As previously noted, counsel has satisfied the preliminary meet and confer requirements of Code of Civil Procedure section 435.5, subdivision (a).

 

Punitive Damages

 

Punitive damages may be recovered upon a proper showing of malice, fraud, or oppression by clear and convincing evidence. (Civ. Code § 3294, subd. (a).) “Malice” is defined as conduct intended to cause injury to a person or despicable conduct carried on with a willful and conscious disregard for the rights or safety of others. (Id. at subd. (c); Turman v. Turning Point of Cent. Cal., Inc. (2010) 191 Cal.App.4th 53, 63.) “Oppression” means despicable conduct subjecting a person to cruel and unjust hardship, in conscious disregard of the person’s rights. (Ibid.) “Fraud” is an intentional misrepresentation, deceit, or concealment of a material fact known by defendant, with intent to deprive a person of property, rights or otherwise cause injury. (Ibid.)

 

Punitive damages must be supported by factual allegations. Conclusory allegations, devoid of any factual assertions, are insufficient to support a conclusion that parties acted with oppression, fraud or malice. (Smith v. Superior Court (1992) 10 Cal.App.4th 1033, 1042; Anschutz Entertainment Group, Inc. v. Snepp (2009) 171 Cal.App.4th 598, 643.) 

 

Here, Cross-Defendants argue that “TOMIK has only provided conclusory statements that Cross-Defendants actions were willful, fraudulent, oppressive, malicious, and despicable.

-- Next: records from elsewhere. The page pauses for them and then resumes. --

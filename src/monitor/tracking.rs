//! Tracking controller: local intent reconciled with server status.

use vitalwatch_types::{OutboundCommand, TrackingStatus};

use crate::connection::{CommandSink, ConnectionState};
use crate::error::{MonitorError, Result};

/// What happened to an inbound status.
#[derive(Debug, Clone, Copy, PartialEq, Eq)]
pub enum StatusOutcome {
    /// `active` changed.
    Applied,
    /// Same as the current state; a second ack from another channel lands here.
    Duplicate,
    /// For a subject other than the selected one, or nothing is selected.
    Ignored,
}

/// Start/stop intent and the server-confirmed `active` flag.
///
/// `active` only becomes true when the server says so. Stopping takes
/// effect locally right away.
#[derive(Debug, Clone, Default)]
pub struct TrackingController {
    requested: Option<String>,
    active: bool,
}

impl TrackingController {
    pub fn new() -> Self {
        Self::default()
    }

    /// Subject the operator asked to track, if any.
    pub fn requested_subject(&self) -> Option<&str> {
        self.requested.as_deref()
    }

    /// Server-confirmed tracking state.
    pub fn is_active(&self) -> bool {
        self.active
    }

    /// Ask the server to start tracking `subject_id`.
    ///
    /// Fails with `NotConnected` unless the link is up; `active` is left
    /// alone until a status event confirms.
    pub fn start(&mut self, sink: &dyn CommandSink, subject_id: &str) -> Result<()> {
        if sink.connection_state() != ConnectionState::Connected {
            return Err(MonitorError::NotConnected);
        }
        sink.send(OutboundCommand::StartTracking {
            subject_id: subject_id.to_string(),
        })?;
        self.requested = Some(subject_id.to_string());
        Ok(())
    }

    /// Stop tracking.
    ///
    /// Local state is cleared regardless of the link. The stop command is
    /// only sent while connected; a send failure is returned.
    pub fn stop(&mut self, sink: &dyn CommandSink) -> Result<()> {
        self.requested = None;
        self.active = false;
        if sink.connection_state() == ConnectionState::Connected {
            sink.send(OutboundCommand::StopTracking)?;
        }
        Ok(())
    }

    /// Reconcile a server-reported status.
    ///
    /// A status without a subject refers to the selection. The server's word
    /// also updates intent: an inactive status clears it, an active one
    /// adopts the subject.
    pub fn apply_status(&mut self, selected: Option<&str>, status: &TrackingStatus) -> StatusOutcome {
        let Some(selected) = selected else {
            return StatusOutcome::Ignored;
        };
        if status.subject_id.as_deref().is_some_and(|id| id != selected) {
            return StatusOutcome::Ignored;
        }

        if status.active {
            self.requested = Some(selected.to_string());
        } else {
            self.requested = None;
        }

        if self.active == status.active {
            return StatusOutcome::Duplicate;
        }
        self.active = status.active;
        StatusOutcome::Applied
    }

    /// The selection moved to another subject.
    pub fn selection_changed(&mut self) {
        self.requested = None;
        self.active = false;
    }

    /// The link dropped; nothing is streaming until the server re-acks.
    pub fn connection_lost(&mut self) {
        self.active = false;
    }

    /// Command to restore intent after a reconnect.
    pub fn resume_command(&self) -> Option<OutboundCommand> {
        self.requested
            .as_ref()
            .map(|subject_id| OutboundCommand::StartTracking {
                subject_id: subject_id.clone(),
            })
    }
}

#[cfg(test)]
pub(crate) mod tests {
    use super::*;
    use parking_lot::Mutex;

    /// Records commands; state is settable.
    #[derive(Debug, Default)]
    pub(crate) struct RecordingSink {
        pub state: Mutex<ConnectionState>,
        pub sent: Mutex<Vec<OutboundCommand>>,
        /// Total commands accepted before sends fail as a full queue.
        pub capacity: Mutex<Option<usize>>,
    }

    impl RecordingSink {
        pub(crate) fn connected() -> Self {
            let sink = Self::default();
            *sink.state.lock() = ConnectionState::Connected;
            sink
        }
    }

    impl CommandSink for RecordingSink {
        fn connection_state(&self) -> ConnectionState {
            *self.state.lock()
        }

        fn send(&self, command: OutboundCommand) -> Result<()> {
            if self.connection_state() != ConnectionState::Connected {
                return Err(MonitorError::NotConnected);
            }
            let mut sent = self.sent.lock();
            if self.capacity.lock().is_some_and(|cap| sent.len() >= cap) {
                return Err(MonitorError::Transport("outbound queue full".to_string()));
            }
            sent.push(command);
            Ok(())
        }
    }

    #[test]
    fn test_start_requires_connection() {
        let sink = RecordingSink::default();
        let mut tracking = TrackingController::new();

        assert_eq!(tracking.start(&sink, "s1"), Err(MonitorError::NotConnected));
        assert!(!tracking.is_active());
        assert_eq!(tracking.requested_subject(), None);
        assert!(sink.sent.lock().is_empty());
    }

    #[test]
    fn test_start_waits_for_ack() {
        let sink = RecordingSink::connected();
        let mut tracking = TrackingController::new();

        tracking.start(&sink, "s1").unwrap();
        assert!(!tracking.is_active());
        assert_eq!(tracking.requested_subject(), Some("s1"));
        assert_eq!(
            sink.sent.lock().as_slice(),
            &[OutboundCommand::StartTracking {
                subject_id: "s1".to_string()
            }]
        );

        let ack = TrackingStatus::new(true).for_subject("s1");
        assert_eq!(tracking.apply_status(Some("s1"), &ack), StatusOutcome::Applied);
        assert!(tracking.is_active());
    }

    #[test]
    fn test_status_for_other_subject_is_ignored() {
        let mut tracking = TrackingController::new();
        tracking.apply_status(Some("s1"), &TrackingStatus::new(true));

        let stale = TrackingStatus::new(false).for_subject("s2");
        assert_eq!(tracking.apply_status(Some("s1"), &stale), StatusOutcome::Ignored);
        assert!(tracking.is_active());

        assert_eq!(
            tracking.apply_status(None, &TrackingStatus::new(true)),
            StatusOutcome::Ignored
        );
    }

    #[test]
    fn test_second_ack_is_idempotent() {
        let mut tracking = TrackingController::new();
        let ack = TrackingStatus::new(true);
        assert_eq!(tracking.apply_status(Some("s1"), &ack), StatusOutcome::Applied);
        assert_eq!(tracking.apply_status(Some("s1"), &ack), StatusOutcome::Duplicate);
        assert!(tracking.is_active());
    }

    #[test]
    fn test_stop_is_immediate() {
        let sink = RecordingSink::connected();
        let mut tracking = TrackingController::new();
        tracking.start(&sink, "s1").unwrap();
        tracking.apply_status(Some("s1"), &TrackingStatus::new(true));

        tracking.stop(&sink).unwrap();
        assert!(!tracking.is_active());
        assert_eq!(tracking.resume_command(), None);
        assert_eq!(sink.sent.lock().last(), Some(&OutboundCommand::StopTracking));
    }

    #[test]
    fn test_stop_while_disconnected_clears_locally() {
        let sink = RecordingSink::default();
        let mut tracking = TrackingController::new();
        tracking.apply_status(Some("s1"), &TrackingStatus::new(true));

        assert_eq!(tracking.stop(&sink), Ok(()));
        assert!(!tracking.is_active());
        assert!(sink.sent.lock().is_empty());
    }

    #[test]
    fn test_connection_lost_keeps_intent() {
        let sink = RecordingSink::connected();
        let mut tracking = TrackingController::new();
        tracking.start(&sink, "s1").unwrap();
        tracking.apply_status(Some("s1"), &TrackingStatus::new(true));

        tracking.connection_lost();
        assert!(!tracking.is_active());
        assert_eq!(
            tracking.resume_command(),
            Some(OutboundCommand::StartTracking {
                subject_id: "s1".to_string()
            })
        );
    }

    #[test]
    fn test_server_stop_clears_intent() {
        let sink = RecordingSink::connected();
        let mut tracking = TrackingController::new();
        tracking.start(&sink, "s1").unwrap();

        assert_eq!(
            tracking.apply_status(Some("s1"), &TrackingStatus::new(false)),
            StatusOutcome::Duplicate
        );
        assert_eq!(tracking.requested_subject(), None);
    }
}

Said allegations appear to be based solely on a past alleged history of SARA and DAVID – which is wholly irrelevant here. … There is no permissible reasonable inference by the Court of malice or intent to do harm based on the allegations as they are pled.” (MTS 6:22–7:3.)

 

In opposition, Tomik argues that the SAXC “alleges Cross-Defendants intentionally misclassified Tomik, and refused to pay her salary, even after termination, and their … conduct was intentional, unjustified, and part of a pattern and practice of stiffing people.” (MTS Opp. 2:16–18.) In the SAXC, Tomik alleges that Cross-Defendants’ actions warrant recovery of punitive damages as they relate to her first, second, and third causes of action. (SAXC ¶¶ 30, 41, 46.) Under these causes of action, Tomik alleges, inter alia, that “BLK has wrongfully withheld Tomik’s wages, asserting they did not have to pay her as a contractor, because they were unhappy with the results of a web marketing campaign she supervised, even though the Offer Letter makes no mention of Tomik’s compensation being tied to the company’s performance.” (Id. at ¶ 28.)

 

Based on the foregoing, the Court finds that Tomik has sufficiently alleged facts to support her prayer for punitive damages under the “malice” and “fraud” prongs of Civil Code section 3294. The issue of whether Cross-Defendants intended to cause injury or defraud Tomik is a question of fact that the Court declines to address at the demurrer stage. Accordingly, the Court denies Cross-Defendants’ motion to strike paragraphs 30, 41, 46, and page 8, line 12, of Tomik’s SAXC. 

 

 

CONCLUSION

 

The demurrer is overruled. The motion to strike is denied. Cross-Defendants to file their answers to Cross-Complainant’s Second Amended Cross-Complaint within 30 days.